Thank you!
Your support is sustaining the future of local news in our communities.

Forum dissects today’s national security landscape

Forum dissects today’s national security landscape

Andrew Hoehn and Thom Shanker led the March 8 Salisbury Forum. The two reviewed the modern climate surrounding national security and global threats.

Patrick L. Sullivan

FALLS VILLAGE — Andrew Hoehn and Thom Shanker said the U.S. needs more robust and responsive intelligence and action “machines” to respond effectively to global threats.

The two spoke at the Salisbury Forum Friday, March 8, at Housatonic Valley Regional High School. Alex Ward moderated.

Hoehn is a former deputy assistant secretary at the Defense Department, a member of the Council on Foreign Relations, and currently senior vice president for research and analysis at the RAND Corporation. Shanker is a veteran reporter for the New York Times and Chicago Tribune. Ward is a retired New York Times book editor.

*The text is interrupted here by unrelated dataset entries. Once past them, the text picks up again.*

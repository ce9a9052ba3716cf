use super::{CallbackReturn, IterationSummary, LeastSquaresProblem, SolveOptions, TerminationType};
use crate::error::EstimatorError;
use log::Level;
use nalgebra::{DMatrix, DVector};
use taser_core::{all_finite, max_abs, Real};

const MIN_DIAGONAL: Real = 1e-6;
const MAX_DIAGONAL: Real = 1e32;

/// Result of a minimization run, before it is folded into a solve summary.
#[derive(Debug, Clone)]
pub struct MinimizerOutcome {
    /// Last accepted free-parameter vector.
    pub x: DVector<Real>,
    pub initial_cost: Real,
    pub final_cost: Real,
    pub iterations: Vec<IterationSummary>,
    pub termination: TerminationType,
    pub message: String,
}

/// Levenberg-Marquardt minimizer with a trust-region radius controlling the damping.
///
/// The hook runs once per iteration, after the step decision, with the summary and the
/// currently accepted parameters. Iteration 0 is the initial evaluation.
#[derive(Debug, Clone)]
pub struct TrustRegionMinimizer {
    options: SolveOptions,
}

struct Linearization {
    r: DVector<Real>,
    j: DMatrix<Real>,
    cost: Real,
    gradient: DVector<Real>,
}

impl Linearization {
    fn new(r: DVector<Real>, j: DMatrix<Real>) -> Option<Self> {
        let cost = 0.5 * r.norm_squared();
        if !cost.is_finite() || !j.iter().all(|v| v.is_finite()) {
            return None;
        }
        let gradient = j.tr_mul(&r);
        Some(Self {
            r,
            j,
            cost,
            gradient,
        })
    }
}

impl TrustRegionMinimizer {
    pub fn new(options: SolveOptions) -> Self {
        Self { options }
    }

    pub fn options(&self) -> &SolveOptions {
        &self.options
    }

    pub fn minimize<P, H>(
        &self,
        problem: &P,
        x0: DVector<Real>,
        mut hook: H,
    ) -> Result<MinimizerOutcome, EstimatorError>
    where
        P: LeastSquaresProblem + ?Sized,
        H: FnMut(&IterationSummary, &DVector<Real>) -> Result<CallbackReturn, EstimatorError>,
    {
        let opts = &self.options;
        let mut x = x0;
        let (r0, j0) = problem.residuals_and_jacobian(&x);
        let Some(mut lin) = Linearization::new(r0, j0) else {
            log::warn!("initial evaluation is not finite, nothing to minimize");
            return Ok(MinimizerOutcome {
                x,
                initial_cost: Real::NAN,
                final_cost: Real::NAN,
                iterations: Vec::new(),
                termination: TerminationType::Failure,
                message: "Residual or Jacobian evaluation is not finite at the initial point."
                    .to_string(),
            });
        };

        let initial_cost = lin.cost;
        let mut radius = opts.initial_trust_region_radius;
        let mut decrease_factor = 2.0;
        let mut iterations = Vec::new();

        let first = IterationSummary {
            iteration: 0,
            cost: lin.cost,
            cost_change: 0.0,
            gradient_max_norm: max_abs(&lin.gradient),
            step_norm: 0.0,
            step_is_successful: false,
            trust_region_radius: radius,
        };
        self.log_iteration(&first);
        let signal = hook(&first, &x)?;
        let gradient_max_norm = first.gradient_max_norm;
        iterations.push(first);

        let finish = |x: DVector<Real>,
                      cost: Real,
                      iterations: Vec<IterationSummary>,
                      termination: TerminationType,
                      message: String|
         -> Result<MinimizerOutcome, EstimatorError> {
            if termination == TerminationType::Failure {
                log::warn!("minimizer failed: {message}");
            } else {
                log::info!("minimizer finished: {termination} ({message})");
            }
            Ok(MinimizerOutcome {
                x,
                initial_cost,
                final_cost: cost,
                iterations,
                termination,
                message,
            })
        };

        if signal == CallbackReturn::Abort {
            return finish(
                x,
                lin.cost,
                iterations,
                TerminationType::UserAbort,
                "User callback returned Abort.".to_string(),
            );
        }
        if opts.max_iterations == 0 {
            return finish(
                x,
                lin.cost,
                iterations,
                TerminationType::NoConvergence,
                "Maximum number of iterations reached. Number of iterations: 0.".to_string(),
            );
        }
        if gradient_max_norm <= opts.gradient_tolerance {
            return finish(
                x,
                lin.cost,
                iterations,
                TerminationType::Convergence,
                format!(
                    "Gradient tolerance reached. Gradient max norm: {:e} <= {:e}",
                    gradient_max_norm, opts.gradient_tolerance
                ),
            );
        }

        for iteration in 1..=opts.max_iterations {
            let step = solve_damped(&lin, radius);
            let mut step_norm = 0.0;
            let mut accepted = false;
            let mut cost_change = 0.0;

            if let Some(delta) = step {
                step_norm = delta.norm();
                let jd = &lin.j * &delta;
                let model_decrease = -(lin.r.dot(&jd) + 0.5 * jd.norm_squared());
                let x_trial = &x + &delta;
                let r_trial = problem.residuals(&x_trial);
                let cost_trial = 0.5 * r_trial.norm_squared();

                if all_finite(&r_trial) && cost_trial.is_finite() && model_decrease > 0.0 {
                    let rho = (lin.cost - cost_trial) / model_decrease;
                    if rho > opts.min_relative_decrease {
                        let (r, j) = problem.residuals_and_jacobian(&x_trial);
                        if let Some(next) = Linearization::new(r, j) {
                            cost_change = lin.cost - next.cost;
                            lin = next;
                            x = x_trial;
                            accepted = true;
                            let ratio = 1.0 - (2.0 * rho - 1.0).powi(3);
                            radius = (radius / ratio.max(1.0 / 3.0))
                                .min(opts.max_trust_region_radius);
                            decrease_factor = 2.0;
                        }
                    }
                }
            }
            if !accepted {
                radius /= decrease_factor;
                decrease_factor *= 2.0;
            }

            let summary = IterationSummary {
                iteration,
                cost: lin.cost,
                cost_change,
                gradient_max_norm: max_abs(&lin.gradient),
                step_norm,
                step_is_successful: accepted,
                trust_region_radius: radius,
            };
            self.log_iteration(&summary);
            let signal = hook(&summary, &x)?;
            let gradient_max_norm = summary.gradient_max_norm;
            iterations.push(summary);

            if signal == CallbackReturn::Abort {
                return finish(
                    x,
                    lin.cost,
                    iterations,
                    TerminationType::UserAbort,
                    "User callback returned Abort.".to_string(),
                );
            }
            if iteration == opts.max_iterations {
                return finish(
                    x,
                    lin.cost,
                    iterations,
                    TerminationType::NoConvergence,
                    format!("Maximum number of iterations reached. Number of iterations: {iteration}."),
                );
            }
            if accepted {
                if cost_change.abs() <= opts.function_tolerance * lin.cost {
                    return finish(
                        x,
                        lin.cost,
                        iterations,
                        TerminationType::Convergence,
                        format!(
                            "Function tolerance reached. |cost_change|/cost: {:e} <= {:e}",
                            cost_change.abs() / lin.cost,
                            opts.function_tolerance
                        ),
                    );
                }
                if gradient_max_norm <= opts.gradient_tolerance {
                    return finish(
                        x,
                        lin.cost,
                        iterations,
                        TerminationType::Convergence,
                        format!(
                            "Gradient tolerance reached. Gradient max norm: {:e} <= {:e}",
                            gradient_max_norm, opts.gradient_tolerance
                        ),
                    );
                }
                let x_norm = x.norm();
                if step_norm <= opts.parameter_tolerance * (x_norm + opts.parameter_tolerance) {
                    return finish(
                        x,
                        lin.cost,
                        iterations,
                        TerminationType::Convergence,
                        format!(
                            "Parameter tolerance reached. Relative step_norm: {:e} <= {:e}",
                            step_norm / (x_norm + opts.parameter_tolerance),
                            opts.parameter_tolerance
                        ),
                    );
                }
            }
            if radius < opts.min_trust_region_radius {
                return finish(
                    x,
                    lin.cost,
                    iterations,
                    TerminationType::Failure,
                    format!(
                        "Trust region radius {:e} below minimum {:e}.",
                        radius, opts.min_trust_region_radius
                    ),
                );
            }
        }

        // Unreachable for max_iterations >= 1: the last iteration returns above.
        let iteration = iterations.len().saturating_sub(1);
        finish(
            x,
            lin.cost,
            iterations,
            TerminationType::NoConvergence,
            format!("Maximum number of iterations reached. Number of iterations: {iteration}."),
        )
    }

    fn log_iteration(&self, s: &IterationSummary) {
        let level = if self.options.verbose {
            Level::Info
        } else {
            Level::Debug
        };
        log::log!(
            level,
            "iter {:>4}: cost {:.6e}, cost_change {:.3e}, |gradient| {:.3e}, |step| {:.3e}, tr_radius {:.3e}, {}",
            s.iteration,
            s.cost,
            s.cost_change,
            s.gradient_max_norm,
            s.step_norm,
            s.trust_region_radius,
            if s.step_is_successful { "accepted" } else { "rejected" }
        );
    }
}

/// Solves `(J^T J + D / radius) delta = -J^T r` with `D` the clamped diagonal of `J^T J`.
fn solve_damped(lin: &Linearization, radius: Real) -> Option<DVector<Real>> {
    let mut a = lin.j.tr_mul(&lin.j);
    let lambda = 1.0 / radius;
    for i in 0..a.nrows() {
        let d = a[(i, i)].clamp(MIN_DIAGONAL, MAX_DIAGONAL);
        a[(i, i)] += lambda * d;
    }
    let delta = a.cholesky()?.solve(&(-&lin.gradient));
    all_finite(&delta).then_some(delta)
}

Hoehn and Shanker just published a book: “Age of Danger: Keeping America Safe in an Era of New Superpowers, New Weapons, and New Threats.”

There was some initial fiddling around with microphones and positioning of armchairs, with audience participation. (“Speak up!”)

Logistics settled, Ward asked how the authors got together.

Hoehn said he met Shanker when he was at the Pentagon and Shanker was working for the Times.

He said he grew to respect Shanker’s reporting and found him trustworthy.

“He wasn’t about ‘gotchas.’ He was fair and accurate.”

When Hoehn moved to RAND, the two stayed in touch.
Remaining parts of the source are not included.